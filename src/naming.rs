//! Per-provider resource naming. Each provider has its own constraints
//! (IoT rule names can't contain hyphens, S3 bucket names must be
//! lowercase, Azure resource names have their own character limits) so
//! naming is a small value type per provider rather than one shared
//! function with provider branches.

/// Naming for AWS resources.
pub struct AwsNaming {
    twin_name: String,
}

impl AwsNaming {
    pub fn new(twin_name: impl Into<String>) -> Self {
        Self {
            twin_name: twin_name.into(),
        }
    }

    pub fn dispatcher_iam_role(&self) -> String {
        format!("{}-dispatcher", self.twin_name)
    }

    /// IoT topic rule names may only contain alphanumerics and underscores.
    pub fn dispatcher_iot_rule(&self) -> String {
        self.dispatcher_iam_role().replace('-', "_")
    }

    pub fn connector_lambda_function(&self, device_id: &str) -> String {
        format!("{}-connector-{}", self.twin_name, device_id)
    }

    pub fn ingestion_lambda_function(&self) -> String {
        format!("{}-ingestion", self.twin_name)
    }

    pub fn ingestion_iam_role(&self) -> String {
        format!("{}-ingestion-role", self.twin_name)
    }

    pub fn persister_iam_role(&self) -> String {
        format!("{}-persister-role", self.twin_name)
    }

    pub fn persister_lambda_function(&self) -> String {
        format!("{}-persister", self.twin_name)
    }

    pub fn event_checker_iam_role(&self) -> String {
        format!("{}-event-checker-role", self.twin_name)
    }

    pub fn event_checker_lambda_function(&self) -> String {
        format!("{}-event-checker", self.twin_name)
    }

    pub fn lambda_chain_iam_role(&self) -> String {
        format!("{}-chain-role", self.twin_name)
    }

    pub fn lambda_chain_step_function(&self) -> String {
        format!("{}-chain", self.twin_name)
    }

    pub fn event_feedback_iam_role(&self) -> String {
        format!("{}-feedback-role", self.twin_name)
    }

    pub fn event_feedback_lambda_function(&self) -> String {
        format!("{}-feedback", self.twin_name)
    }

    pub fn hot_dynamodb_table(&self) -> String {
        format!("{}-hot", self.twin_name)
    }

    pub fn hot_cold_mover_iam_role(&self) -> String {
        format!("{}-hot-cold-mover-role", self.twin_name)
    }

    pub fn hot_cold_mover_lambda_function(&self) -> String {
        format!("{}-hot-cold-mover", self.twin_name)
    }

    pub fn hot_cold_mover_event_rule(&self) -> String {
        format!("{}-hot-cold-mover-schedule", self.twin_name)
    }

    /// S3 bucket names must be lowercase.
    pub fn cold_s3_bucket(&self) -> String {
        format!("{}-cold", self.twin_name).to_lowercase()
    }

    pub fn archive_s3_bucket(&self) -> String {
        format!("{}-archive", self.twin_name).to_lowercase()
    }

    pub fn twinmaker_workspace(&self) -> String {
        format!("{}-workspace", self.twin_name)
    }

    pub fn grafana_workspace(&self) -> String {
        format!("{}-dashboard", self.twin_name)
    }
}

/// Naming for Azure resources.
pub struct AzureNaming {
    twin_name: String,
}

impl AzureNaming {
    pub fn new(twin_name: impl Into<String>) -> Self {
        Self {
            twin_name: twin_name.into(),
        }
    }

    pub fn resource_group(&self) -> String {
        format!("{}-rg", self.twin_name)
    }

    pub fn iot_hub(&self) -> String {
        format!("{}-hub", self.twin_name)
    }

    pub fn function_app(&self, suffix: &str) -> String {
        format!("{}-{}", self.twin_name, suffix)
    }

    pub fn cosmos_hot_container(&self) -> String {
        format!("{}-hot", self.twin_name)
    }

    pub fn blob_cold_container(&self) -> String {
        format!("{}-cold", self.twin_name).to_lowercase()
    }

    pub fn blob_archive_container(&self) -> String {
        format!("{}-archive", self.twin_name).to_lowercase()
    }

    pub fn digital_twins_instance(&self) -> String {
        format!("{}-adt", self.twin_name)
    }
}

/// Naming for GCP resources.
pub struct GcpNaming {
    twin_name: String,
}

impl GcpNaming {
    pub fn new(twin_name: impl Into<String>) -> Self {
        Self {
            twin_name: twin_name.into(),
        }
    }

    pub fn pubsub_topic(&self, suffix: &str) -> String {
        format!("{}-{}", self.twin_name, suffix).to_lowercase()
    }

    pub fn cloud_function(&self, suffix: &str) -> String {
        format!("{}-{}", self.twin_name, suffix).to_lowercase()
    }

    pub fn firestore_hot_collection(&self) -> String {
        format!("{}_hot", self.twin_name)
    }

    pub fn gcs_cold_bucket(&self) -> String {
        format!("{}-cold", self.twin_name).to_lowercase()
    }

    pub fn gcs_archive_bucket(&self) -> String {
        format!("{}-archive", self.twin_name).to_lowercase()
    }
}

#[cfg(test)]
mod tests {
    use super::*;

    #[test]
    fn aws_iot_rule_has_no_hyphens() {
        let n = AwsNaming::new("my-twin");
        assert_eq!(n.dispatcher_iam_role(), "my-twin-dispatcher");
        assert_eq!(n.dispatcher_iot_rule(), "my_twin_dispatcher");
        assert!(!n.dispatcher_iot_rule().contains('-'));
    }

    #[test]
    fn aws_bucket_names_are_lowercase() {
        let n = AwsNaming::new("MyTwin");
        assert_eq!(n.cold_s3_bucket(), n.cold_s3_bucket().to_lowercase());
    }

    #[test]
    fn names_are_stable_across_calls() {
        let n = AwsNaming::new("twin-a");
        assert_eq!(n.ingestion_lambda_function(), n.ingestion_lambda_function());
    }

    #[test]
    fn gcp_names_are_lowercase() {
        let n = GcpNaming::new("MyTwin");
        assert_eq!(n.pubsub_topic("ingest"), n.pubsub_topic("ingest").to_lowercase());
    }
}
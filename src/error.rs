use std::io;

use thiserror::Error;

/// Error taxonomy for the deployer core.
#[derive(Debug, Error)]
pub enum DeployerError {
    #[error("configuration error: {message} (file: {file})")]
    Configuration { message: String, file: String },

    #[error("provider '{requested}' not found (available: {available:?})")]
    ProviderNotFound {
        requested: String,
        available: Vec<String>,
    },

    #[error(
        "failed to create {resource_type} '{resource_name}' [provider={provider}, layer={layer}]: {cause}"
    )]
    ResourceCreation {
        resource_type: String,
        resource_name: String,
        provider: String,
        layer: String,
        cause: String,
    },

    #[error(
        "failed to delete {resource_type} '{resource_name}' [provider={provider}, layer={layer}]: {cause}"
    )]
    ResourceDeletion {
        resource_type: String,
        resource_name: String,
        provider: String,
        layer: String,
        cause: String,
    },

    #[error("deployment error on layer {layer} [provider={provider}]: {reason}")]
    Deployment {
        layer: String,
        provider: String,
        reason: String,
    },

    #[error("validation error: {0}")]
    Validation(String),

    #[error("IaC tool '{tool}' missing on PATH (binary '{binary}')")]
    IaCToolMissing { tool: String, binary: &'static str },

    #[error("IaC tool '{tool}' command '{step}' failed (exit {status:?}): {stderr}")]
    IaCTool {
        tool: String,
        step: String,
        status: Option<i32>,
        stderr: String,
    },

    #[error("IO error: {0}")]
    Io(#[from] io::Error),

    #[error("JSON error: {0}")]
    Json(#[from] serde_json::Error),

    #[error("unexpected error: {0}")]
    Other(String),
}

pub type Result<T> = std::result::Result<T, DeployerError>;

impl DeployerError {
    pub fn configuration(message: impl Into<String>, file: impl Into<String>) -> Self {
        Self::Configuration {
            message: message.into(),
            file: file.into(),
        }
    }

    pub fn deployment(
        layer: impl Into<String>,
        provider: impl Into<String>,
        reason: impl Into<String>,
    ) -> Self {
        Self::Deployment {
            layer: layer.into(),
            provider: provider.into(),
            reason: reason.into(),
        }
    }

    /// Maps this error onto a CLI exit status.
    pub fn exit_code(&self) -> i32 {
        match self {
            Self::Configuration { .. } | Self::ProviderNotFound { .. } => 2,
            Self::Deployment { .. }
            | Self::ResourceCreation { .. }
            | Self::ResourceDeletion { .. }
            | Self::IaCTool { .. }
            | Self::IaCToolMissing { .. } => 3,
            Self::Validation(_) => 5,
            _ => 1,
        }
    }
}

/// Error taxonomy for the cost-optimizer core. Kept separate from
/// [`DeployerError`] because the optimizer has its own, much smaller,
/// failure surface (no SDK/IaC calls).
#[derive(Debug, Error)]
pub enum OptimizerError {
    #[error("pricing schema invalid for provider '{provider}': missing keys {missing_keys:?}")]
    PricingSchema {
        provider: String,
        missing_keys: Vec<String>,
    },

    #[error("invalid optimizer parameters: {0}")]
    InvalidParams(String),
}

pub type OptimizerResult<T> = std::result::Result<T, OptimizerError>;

* * * * * * * * *

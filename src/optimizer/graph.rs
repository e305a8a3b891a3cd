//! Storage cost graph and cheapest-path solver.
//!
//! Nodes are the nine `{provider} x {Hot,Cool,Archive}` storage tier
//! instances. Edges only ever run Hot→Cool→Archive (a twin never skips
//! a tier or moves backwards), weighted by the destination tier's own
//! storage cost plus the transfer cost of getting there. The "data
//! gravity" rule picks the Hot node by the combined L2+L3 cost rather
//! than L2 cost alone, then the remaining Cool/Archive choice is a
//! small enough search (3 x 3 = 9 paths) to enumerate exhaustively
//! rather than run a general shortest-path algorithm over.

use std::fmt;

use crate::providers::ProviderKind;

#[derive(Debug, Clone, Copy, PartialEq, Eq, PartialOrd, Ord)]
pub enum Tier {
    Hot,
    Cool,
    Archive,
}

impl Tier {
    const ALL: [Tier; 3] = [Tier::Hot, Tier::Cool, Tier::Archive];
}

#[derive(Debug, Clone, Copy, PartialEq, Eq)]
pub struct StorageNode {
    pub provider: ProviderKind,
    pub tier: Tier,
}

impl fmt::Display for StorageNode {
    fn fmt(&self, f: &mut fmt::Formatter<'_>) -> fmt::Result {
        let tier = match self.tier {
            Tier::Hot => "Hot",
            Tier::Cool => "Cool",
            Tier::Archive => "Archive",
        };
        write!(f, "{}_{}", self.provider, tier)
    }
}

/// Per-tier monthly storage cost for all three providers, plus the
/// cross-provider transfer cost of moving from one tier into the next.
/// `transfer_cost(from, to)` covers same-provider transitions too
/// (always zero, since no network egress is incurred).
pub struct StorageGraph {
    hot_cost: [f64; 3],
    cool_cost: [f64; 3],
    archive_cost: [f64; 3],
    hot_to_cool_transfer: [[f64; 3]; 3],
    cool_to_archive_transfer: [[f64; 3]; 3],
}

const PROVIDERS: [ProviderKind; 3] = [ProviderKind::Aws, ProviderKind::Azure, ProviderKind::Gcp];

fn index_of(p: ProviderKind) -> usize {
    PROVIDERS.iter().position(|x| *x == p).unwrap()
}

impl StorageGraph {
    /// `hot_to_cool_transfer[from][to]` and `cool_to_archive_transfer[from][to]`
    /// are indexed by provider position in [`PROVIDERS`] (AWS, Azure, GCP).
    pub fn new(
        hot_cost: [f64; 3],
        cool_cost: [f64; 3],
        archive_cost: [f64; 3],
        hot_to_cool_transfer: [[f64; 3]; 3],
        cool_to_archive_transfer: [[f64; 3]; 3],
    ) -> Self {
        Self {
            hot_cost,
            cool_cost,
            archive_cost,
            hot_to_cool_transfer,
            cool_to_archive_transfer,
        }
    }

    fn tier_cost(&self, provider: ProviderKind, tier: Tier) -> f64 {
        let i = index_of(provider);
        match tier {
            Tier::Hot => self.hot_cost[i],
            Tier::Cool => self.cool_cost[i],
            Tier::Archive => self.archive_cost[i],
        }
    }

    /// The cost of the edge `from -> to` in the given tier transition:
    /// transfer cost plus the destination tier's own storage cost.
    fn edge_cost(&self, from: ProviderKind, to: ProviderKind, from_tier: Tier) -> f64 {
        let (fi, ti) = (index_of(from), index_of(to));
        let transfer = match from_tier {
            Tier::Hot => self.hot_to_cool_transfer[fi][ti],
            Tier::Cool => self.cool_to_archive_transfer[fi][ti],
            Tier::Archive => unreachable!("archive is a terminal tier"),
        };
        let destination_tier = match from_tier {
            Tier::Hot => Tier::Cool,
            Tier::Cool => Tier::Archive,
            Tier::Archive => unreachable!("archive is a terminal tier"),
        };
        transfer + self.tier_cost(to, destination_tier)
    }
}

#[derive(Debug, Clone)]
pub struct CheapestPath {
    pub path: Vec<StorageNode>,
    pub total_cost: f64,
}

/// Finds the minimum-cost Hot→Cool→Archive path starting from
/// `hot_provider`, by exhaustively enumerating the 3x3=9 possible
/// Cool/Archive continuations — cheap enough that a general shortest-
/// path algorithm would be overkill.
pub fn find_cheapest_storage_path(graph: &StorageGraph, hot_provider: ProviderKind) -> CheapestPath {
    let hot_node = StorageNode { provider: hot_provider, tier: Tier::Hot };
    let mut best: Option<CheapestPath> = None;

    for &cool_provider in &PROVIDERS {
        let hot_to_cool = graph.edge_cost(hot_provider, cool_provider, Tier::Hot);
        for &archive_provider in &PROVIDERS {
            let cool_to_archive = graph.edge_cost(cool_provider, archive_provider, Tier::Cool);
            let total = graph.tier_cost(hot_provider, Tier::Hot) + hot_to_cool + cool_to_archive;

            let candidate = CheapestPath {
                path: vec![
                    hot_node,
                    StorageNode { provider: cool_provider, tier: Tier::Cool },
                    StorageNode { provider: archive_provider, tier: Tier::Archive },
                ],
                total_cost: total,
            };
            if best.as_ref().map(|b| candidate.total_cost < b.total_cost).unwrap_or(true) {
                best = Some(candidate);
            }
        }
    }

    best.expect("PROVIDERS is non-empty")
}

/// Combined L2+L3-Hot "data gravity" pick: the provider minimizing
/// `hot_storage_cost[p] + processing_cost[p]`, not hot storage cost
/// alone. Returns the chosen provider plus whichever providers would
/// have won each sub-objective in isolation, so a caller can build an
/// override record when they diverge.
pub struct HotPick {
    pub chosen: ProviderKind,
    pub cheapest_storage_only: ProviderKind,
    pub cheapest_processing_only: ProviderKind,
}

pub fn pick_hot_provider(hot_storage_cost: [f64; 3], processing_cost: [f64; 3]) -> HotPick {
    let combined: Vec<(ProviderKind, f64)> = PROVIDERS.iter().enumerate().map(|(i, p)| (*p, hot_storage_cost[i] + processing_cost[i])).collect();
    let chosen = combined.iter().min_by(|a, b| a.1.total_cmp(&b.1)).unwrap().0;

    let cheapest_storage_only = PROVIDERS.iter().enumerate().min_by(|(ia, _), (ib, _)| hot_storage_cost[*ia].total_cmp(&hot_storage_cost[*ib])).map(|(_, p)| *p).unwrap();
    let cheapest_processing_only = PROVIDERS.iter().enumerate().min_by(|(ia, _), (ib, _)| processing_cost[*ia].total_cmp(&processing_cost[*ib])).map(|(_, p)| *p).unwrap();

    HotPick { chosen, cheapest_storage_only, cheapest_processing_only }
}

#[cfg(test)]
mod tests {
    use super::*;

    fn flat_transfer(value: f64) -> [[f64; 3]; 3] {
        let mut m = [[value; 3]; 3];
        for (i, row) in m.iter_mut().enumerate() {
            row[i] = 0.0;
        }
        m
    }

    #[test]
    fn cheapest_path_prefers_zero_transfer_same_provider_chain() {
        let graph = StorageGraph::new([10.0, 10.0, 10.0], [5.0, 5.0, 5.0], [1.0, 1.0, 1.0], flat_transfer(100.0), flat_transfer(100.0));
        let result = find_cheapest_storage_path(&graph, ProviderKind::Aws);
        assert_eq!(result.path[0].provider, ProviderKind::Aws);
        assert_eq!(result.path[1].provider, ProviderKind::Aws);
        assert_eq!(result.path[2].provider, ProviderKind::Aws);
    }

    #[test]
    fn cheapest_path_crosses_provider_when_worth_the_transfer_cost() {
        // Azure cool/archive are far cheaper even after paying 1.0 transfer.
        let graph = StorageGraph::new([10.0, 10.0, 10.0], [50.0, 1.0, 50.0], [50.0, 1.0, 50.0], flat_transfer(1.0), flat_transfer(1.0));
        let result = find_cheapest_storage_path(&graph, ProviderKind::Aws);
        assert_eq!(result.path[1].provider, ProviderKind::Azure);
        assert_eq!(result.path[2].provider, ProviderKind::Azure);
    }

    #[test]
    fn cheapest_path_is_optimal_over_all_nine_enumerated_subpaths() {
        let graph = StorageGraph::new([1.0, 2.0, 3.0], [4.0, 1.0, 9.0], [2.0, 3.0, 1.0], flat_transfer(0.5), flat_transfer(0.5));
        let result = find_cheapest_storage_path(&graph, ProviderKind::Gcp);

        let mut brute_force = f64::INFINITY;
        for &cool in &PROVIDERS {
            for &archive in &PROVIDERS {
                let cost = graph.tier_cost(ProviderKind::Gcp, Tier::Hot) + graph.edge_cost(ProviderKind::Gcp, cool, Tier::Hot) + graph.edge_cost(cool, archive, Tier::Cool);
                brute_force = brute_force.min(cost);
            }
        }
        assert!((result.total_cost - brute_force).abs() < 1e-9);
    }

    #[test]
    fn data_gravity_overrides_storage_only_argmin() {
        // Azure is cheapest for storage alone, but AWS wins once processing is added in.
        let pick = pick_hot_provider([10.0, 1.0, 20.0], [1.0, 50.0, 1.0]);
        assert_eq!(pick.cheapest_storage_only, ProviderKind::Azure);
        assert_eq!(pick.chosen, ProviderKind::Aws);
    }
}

* * * * * * * * *

• [WHAT YOU HAVE TO DO]
All lines above with the word "layer" need to be reported.

• [SOLUTION TO THE PROBLEM]
        "failed to create {resource_type} '{resource_name}' [provider={provider}, layer={layer}]: {cause}"
        layer: String,
        "failed to delete {resource_type} '{resource_name}' [provider={provider}, layer={layer}]: {cause}"
        layer: String,
    #[error("deployment error on layer {layer} [provider={provider}]: {reason}")]
        layer: String,
        layer: impl Into<String>,
            layer: layer.into(),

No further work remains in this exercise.